Eval datatype 

Cats also comes with Eval datatype that controls evaluation.

sealed abstract class Eval[+A] extends Serializable { self =>

  /**
   * Evaluate the computation and return an A value.
   *
   * For lazy instances (Later, Always), any necessary computation
   * will be performed at this point. For eager instances (Now), a
   * value will be immediately returned.
   */
  def value: A

  /**
   * Ensure that the result of the computation (if any) will be
   * memoized.
   *
   * Practically, this means that when called on an Always[A] a
   * Later[A] with an equivalent computation will be returned.
   */
  def memoize: Eval[A]
}

There are several ways to create an Eval value:

object Eval extends EvalInstances {

  /**
   * Construct an eager Eval[A] value (i.e. Now[A]).
   */
  def now[A](a: A): Eval[A] = Now(a)

  /**
   * Construct a lazy Eval[A] value with caching (i.e. Later[A]).
   */
  def later[A](a: => A): Eval[A] = new Later(a _)

  /**
   * Construct a lazy Eval[A] value without caching (i.e. Always[A]).
   */
  def always[A](a: => A): Eval[A] = new Always(a _)

  /**
   * Defer a computation which produces an Eval[A] value.
   *
   * This is useful when you want to delay execution of an expression
   * which produces an Eval[A] value. Like .flatMap, it is stack-safe.
   */
  def defer[A](a: => Eval[A]): Eval[A] =
    new Eval.Call[A](a _) {}

  /**
   * Static Eval instances for some common values.
   *
   * These can be useful in cases where the same values may be needed
   * many times.
   */
  val Unit: Eval[Unit] = Now(())
  val True: Eval[Boolean] = Now(true)
  val False: Eval[Boolean] = Now(false)
  val Zero: Eval[Int] = Now(0)
  val One: Eval[Int] = Now(1)

  ....
}

Eval.later 

The most useful one is Eval.later, which captures a by-name parameter in a lazy val.

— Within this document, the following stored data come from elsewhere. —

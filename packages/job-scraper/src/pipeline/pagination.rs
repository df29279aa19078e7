//! Pagination driver.
//!
//! ```text
//! HasMore { page: 1 } --next enabled--> HasMore { page: n + 1 }
//!        |
//!        +--no control / disabled / lookup error / page cap--> Exhausted
//! ```
//!
//! Running out of pages is normal completion. The only failure here is the
//! page-load timeout, which aborts the cycle.

use browser_session::RenderSession;
use serde::{Deserialize, Serialize};
use tracing::{info, warn};

use crate::config::ScrapeConfig;
use crate::error::CycleError;

/// Why pagination stopped.
#[derive(Debug, Clone, Copy, PartialEq, Eq, Serialize, Deserialize)]
#[serde(rename_all = "snake_case")]
pub enum ExhaustionReason {
    NoNextControl,
    NextDisabled,
    /// Locating, reading or clicking the control failed
    LookupFailed,
    PageCap,
}

impl std::fmt::Display for ExhaustionReason {
    fn fmt(&self, f: &mut std::fmt::Formatter<'_>) -> std::fmt::Result {
        match self {
            ExhaustionReason::NoNextControl => write!(f, "no_next_control"),
            ExhaustionReason::NextDisabled => write!(f, "next_disabled"),
            ExhaustionReason::LookupFailed => write!(f, "lookup_failed"),
            ExhaustionReason::PageCap => write!(f, "page_cap"),
        }
    }
}

#[derive(Debug, Clone, Copy, PartialEq, Eq)]
pub enum PaginationState {
    HasMore { page: u32 },
    Exhausted { page: u32, reason: ExhaustionReason },
}

impl PaginationState {
    pub fn page(&self) -> u32 {
        match self {
            PaginationState::HasMore { page } | PaginationState::Exhausted { page, .. } => *page,
        }
    }

    pub fn is_exhausted(&self) -> bool {
        matches!(self, PaginationState::Exhausted { .. })
    }
}

enum NextControl<E> {
    Enabled(E),
    Disabled,
}

/// Walks the result pages of one session.
pub struct Paginator<'a> {
    config: &'a ScrapeConfig,
    state: PaginationState,
}

impl<'a> Paginator<'a> {
    pub fn new(config: &'a ScrapeConfig) -> Self {
        Self {
            config,
            state: PaginationState::HasMore { page: 1 },
        }
    }

    pub fn state(&self) -> PaginationState {
        self.state
    }

    pub fn page(&self) -> u32 {
        self.state.page()
    }

    /// Wait, bounded by the page-load timeout, for the current page's cards.
    pub async fn await_listings<R: RenderSession>(&self, session: &mut R) -> Result<(), CycleError> {
        session
            .wait_for_element(&self.config.selectors.card, self.config.page_load_timeout)
            .await
            .map_err(|source| CycleError::PageLoadTimeout {
                page: self.page(),
                source,
            })
    }

    /// Move past the current page, or decide there is nothing left.
    pub async fn advance<R: RenderSession>(&mut self, session: &mut R) -> PaginationState {
        let PaginationState::HasMore { page } = self.state else {
            return self.state;
        };

        if self.config.max_pages.is_some_and(|cap| page >= cap) {
            warn!(page, "Page cap reached, ending pagination");
            return self.finish(page, ExhaustionReason::PageCap);
        }

        let control = match self.locate_next(session).await {
            Ok(control) => control,
            Err(e) => {
                info!(page, error = %e, "No more pages to scrape");
                return self.finish(page, ExhaustionReason::LookupFailed);
            }
        };

        match control {
            None => {
                info!(page, "Reached the last page: no next control");
                self.finish(page, ExhaustionReason::NoNextControl)
            }
            Some(NextControl::Disabled) => {
                info!(page, "Reached the last page: next control disabled");
                self.finish(page, ExhaustionReason::NextDisabled)
            }
            Some(NextControl::Enabled(button)) => {
                if let Err(e) = session.click(&button).await {
                    info!(page, error = %e, "No more pages to scrape");
                    return self.finish(page, ExhaustionReason::LookupFailed);
                }
                tokio::time::sleep(self.config.rate_limit_delay).await;
                self.state = PaginationState::HasMore { page: page + 1 };
                self.state
            }
        }
    }

    fn finish(&mut self, page: u32, reason: ExhaustionReason) -> PaginationState {
        self.state = PaginationState::Exhausted { page, reason };
        self.state
    }

    async fn locate_next<R: RenderSession>(
        &self,
        session: &mut R,
    ) -> browser_session::Result<Option<NextControl<R::Element>>> {
        let selectors = &self.config.selectors;
        for candidate in session.find_elements(&selectors.next_button).await? {
            if session.read_text(&candidate).await?.trim() != selectors.next_label {
                continue;
            }

            let disabled = session.read_attribute(&candidate, "disabled").await?.is_some()
                || session
                    .read_attribute(&candidate, "aria-disabled")
                    .await?
                    .is_some_and(|v| v == "true");

            return Ok(Some(if disabled {
                NextControl::Disabled
            } else {
                NextControl::Enabled(candidate)
            }));
        }
        Ok(None)
    }
}
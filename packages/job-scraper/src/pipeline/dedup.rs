//! Deduplication gate.
//!
//! The `jobs` table has no unique constraint on `(title, company)`, so this
//! check is the only thing keeping duplicates out. It must run on the same
//! session, immediately before the insert, and is only race-free because at
//! most one cycle runs at a time.

use crate::error::StoreResult;
use crate::models::NewJob;
use crate::store::StoreSession;

/// Whether a candidate may proceed to persistence.
#[derive(Debug, Clone, Copy, PartialEq, Eq)]
pub enum Admission {
    New,
    Duplicate,
}

pub async fn admit<S: StoreSession>(session: &mut S, candidate: &NewJob) -> StoreResult<Admission> {
    if session.exists(&candidate.key()).await? {
        Ok(Admission::Duplicate)
    } else {
        Ok(Admission::New)
    }
}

import cats._, cats.data._, cats.syntax.all._

var g: Int = 0
// g: Int = 0

val x = Eval.later {
  g = g + 1
  g
}
// x: Eval[Int] = cats.Later@3de72742

g = 2

x.value
// res1: Int = 3

x.value
// res2: Int = 3

The value is cached, so the second evaluation doesn’t happen.

Eval.now 

Eval.now evaluates eagerly, and then captures the result in a field, so the second evaluation doesn’t happen.

val y = Eval.now {
  g = g + 1
  g
}
// y: Eval[Int] = Now(value = 4)

y.value
// res3: Int = 4

y.value
// res4: Int = 4

Eval.always 

Eval.always doesn’t cache.

val z = Eval.always {
  g = g + 1
  g
}
// z: Eval[Int] = cats.Always@56362dbb

z.value
// res5: Int = 5

z.value
// res6: Int = 6

stack-safe lazy computation 

One useful feature of Eval is that it supports stack-safe lazy computation via map and flatMap methods, which use an internal trampoline to avoid stack overflow.

You can also defer a computation which produces Eval[A] value using Eval.defer. Here’s how foldRight is implemented for List for example:

def foldRight[A, B](fa: List[A], lb: Eval[B])(f: (A, Eval[B]) => Eval[B]): Eval[B] = {
  def loop(as: List[A]): Eval[B] =
    as match {
      case Nil => lb
      case h :: t => f(h, Eval.defer(loop(t)))
    }
  Eval.defer(loop(fa))
}

Let’s try blowing up the stack on purpose:

scala> :paste
object OddEven0 {
  def odd(n: Int): String = even(n - 1)
  def even(n: Int): String = if (n <= 0) "done" else odd(n - 1)
}

// Exiting paste mode, now interpreting.

defined object OddEven0

scala> OddEven0.even(200000)
java.lang.StackOverflowError
  at OddEven0$.even(<console>:15)
  at OddEven0$.odd(<console>:14)
  at OddEven0$.even(<console>:15)
  at OddEven0$.odd(<console>:14)
  at OddEven0$.even(<console>:15)
  ....

Here’s my attempt at making a safer version:

object OddEven1 {
  def odd(n: Int): Eval[String] = Eval.defer {even(n - 1)}
  def even(n: Int): Eval[String] =
    Eval.now { n <= 0 } flatMap {
      case true => Eval.now {"done"}
      case _    => Eval.defer { odd(n - 1) }
    }
}

OddEven1.even(200000).value
// res7: String = "done"

In the earlier versions of Cats the above caused stack overflow, but as BryanM let me know in the comment, David Gregory fixed it in #769, so it works now.